*** Material shown ***
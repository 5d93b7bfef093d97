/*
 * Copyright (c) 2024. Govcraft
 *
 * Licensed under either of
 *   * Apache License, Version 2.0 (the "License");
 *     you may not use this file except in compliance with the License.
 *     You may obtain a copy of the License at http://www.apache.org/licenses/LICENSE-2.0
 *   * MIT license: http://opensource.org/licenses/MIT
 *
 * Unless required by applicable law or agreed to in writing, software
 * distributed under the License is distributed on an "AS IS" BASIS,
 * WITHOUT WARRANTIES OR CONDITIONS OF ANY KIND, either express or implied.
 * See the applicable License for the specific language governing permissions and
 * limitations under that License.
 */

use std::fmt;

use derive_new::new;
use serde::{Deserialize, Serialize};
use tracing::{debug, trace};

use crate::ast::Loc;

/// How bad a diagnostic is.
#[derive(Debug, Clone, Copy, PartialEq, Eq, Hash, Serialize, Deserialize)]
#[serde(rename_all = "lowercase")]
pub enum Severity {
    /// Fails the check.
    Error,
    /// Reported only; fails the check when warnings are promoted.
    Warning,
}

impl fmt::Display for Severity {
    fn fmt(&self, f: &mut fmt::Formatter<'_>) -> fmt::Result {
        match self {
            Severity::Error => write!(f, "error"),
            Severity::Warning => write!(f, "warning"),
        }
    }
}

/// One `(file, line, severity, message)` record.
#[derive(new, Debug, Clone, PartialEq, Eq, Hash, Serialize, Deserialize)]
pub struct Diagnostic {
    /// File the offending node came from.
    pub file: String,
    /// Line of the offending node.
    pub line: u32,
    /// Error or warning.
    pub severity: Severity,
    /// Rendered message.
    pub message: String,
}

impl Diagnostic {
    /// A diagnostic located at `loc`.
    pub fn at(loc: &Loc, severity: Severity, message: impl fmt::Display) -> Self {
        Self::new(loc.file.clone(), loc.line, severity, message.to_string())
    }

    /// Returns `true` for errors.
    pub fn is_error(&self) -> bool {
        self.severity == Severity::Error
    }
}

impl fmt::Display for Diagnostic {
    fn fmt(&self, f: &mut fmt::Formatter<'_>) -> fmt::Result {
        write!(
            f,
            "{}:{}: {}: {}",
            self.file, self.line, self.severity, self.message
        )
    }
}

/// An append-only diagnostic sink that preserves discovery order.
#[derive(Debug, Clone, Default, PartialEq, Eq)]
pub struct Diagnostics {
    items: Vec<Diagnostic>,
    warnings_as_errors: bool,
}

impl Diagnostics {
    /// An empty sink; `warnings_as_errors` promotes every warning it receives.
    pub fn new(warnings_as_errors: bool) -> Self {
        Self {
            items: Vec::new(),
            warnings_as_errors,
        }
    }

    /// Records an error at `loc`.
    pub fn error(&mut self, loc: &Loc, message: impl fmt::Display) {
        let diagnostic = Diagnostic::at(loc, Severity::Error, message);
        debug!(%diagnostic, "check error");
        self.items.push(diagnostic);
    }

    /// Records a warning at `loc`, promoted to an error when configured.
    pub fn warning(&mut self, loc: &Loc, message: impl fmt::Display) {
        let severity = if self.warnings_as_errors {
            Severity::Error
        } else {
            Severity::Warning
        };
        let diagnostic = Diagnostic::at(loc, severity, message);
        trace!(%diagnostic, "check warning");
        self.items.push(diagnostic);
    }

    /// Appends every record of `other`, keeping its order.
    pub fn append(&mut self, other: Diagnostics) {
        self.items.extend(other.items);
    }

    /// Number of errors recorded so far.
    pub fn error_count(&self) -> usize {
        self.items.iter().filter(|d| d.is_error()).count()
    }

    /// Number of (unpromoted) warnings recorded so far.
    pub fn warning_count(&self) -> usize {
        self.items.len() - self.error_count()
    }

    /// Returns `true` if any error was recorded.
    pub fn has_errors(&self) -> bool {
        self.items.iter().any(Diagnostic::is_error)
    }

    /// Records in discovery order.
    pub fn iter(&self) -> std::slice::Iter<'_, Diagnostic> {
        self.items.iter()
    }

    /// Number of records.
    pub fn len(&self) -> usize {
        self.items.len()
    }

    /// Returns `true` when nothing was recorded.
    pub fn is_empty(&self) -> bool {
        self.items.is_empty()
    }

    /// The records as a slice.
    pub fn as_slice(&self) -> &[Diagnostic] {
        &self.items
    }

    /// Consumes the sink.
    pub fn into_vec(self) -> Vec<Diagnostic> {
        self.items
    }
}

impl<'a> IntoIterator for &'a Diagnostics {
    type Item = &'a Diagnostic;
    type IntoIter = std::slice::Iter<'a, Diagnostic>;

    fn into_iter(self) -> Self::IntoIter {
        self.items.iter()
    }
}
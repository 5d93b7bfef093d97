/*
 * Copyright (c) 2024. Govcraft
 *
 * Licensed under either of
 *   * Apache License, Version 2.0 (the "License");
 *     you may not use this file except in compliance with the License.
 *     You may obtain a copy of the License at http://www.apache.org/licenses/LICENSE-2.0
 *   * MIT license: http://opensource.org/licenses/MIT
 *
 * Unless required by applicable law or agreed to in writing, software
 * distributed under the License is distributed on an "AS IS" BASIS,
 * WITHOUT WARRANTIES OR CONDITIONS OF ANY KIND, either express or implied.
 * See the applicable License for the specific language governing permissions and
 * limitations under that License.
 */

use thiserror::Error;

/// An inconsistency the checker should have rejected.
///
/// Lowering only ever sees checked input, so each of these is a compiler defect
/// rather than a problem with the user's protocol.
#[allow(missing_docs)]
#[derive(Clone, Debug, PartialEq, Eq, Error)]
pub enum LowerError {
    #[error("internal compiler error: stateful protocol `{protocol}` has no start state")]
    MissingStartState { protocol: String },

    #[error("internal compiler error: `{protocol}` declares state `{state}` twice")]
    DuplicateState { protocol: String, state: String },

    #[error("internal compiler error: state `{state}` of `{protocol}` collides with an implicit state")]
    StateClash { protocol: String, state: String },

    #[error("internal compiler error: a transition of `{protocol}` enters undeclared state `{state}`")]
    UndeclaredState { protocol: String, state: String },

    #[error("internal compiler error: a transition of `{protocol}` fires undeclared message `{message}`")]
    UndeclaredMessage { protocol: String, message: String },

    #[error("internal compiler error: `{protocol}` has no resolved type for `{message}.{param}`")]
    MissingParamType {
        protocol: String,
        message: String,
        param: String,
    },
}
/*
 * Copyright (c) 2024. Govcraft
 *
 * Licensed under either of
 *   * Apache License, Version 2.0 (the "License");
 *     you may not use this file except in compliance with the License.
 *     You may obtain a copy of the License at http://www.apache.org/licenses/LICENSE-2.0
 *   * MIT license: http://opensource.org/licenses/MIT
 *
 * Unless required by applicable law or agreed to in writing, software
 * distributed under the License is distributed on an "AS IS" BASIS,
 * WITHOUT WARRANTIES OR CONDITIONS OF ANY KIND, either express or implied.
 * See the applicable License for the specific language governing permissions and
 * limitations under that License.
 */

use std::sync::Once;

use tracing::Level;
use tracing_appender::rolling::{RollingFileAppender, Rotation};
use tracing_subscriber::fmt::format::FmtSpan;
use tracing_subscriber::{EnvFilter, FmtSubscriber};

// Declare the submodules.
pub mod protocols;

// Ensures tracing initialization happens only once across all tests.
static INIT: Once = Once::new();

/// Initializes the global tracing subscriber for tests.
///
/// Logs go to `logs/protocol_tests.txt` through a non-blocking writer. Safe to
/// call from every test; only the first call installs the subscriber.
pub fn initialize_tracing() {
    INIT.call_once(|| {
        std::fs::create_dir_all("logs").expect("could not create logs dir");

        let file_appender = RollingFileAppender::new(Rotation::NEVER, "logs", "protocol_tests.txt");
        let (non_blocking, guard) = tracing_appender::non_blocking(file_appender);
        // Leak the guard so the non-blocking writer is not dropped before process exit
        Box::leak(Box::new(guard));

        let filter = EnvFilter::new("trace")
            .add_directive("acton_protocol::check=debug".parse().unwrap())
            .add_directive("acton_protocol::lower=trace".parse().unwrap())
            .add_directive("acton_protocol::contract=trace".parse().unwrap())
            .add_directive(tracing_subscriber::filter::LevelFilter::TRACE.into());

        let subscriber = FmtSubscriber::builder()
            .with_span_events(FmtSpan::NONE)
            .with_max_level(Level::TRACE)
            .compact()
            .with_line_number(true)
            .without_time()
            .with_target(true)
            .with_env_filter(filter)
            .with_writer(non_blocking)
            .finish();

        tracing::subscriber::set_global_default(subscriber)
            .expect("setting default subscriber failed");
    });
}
*** End of Material shown ***
> [Exercise description]
Among the entries above, some lines may hold the string "guard". State how many, and give nothing but the number.

> [Exercise result]
3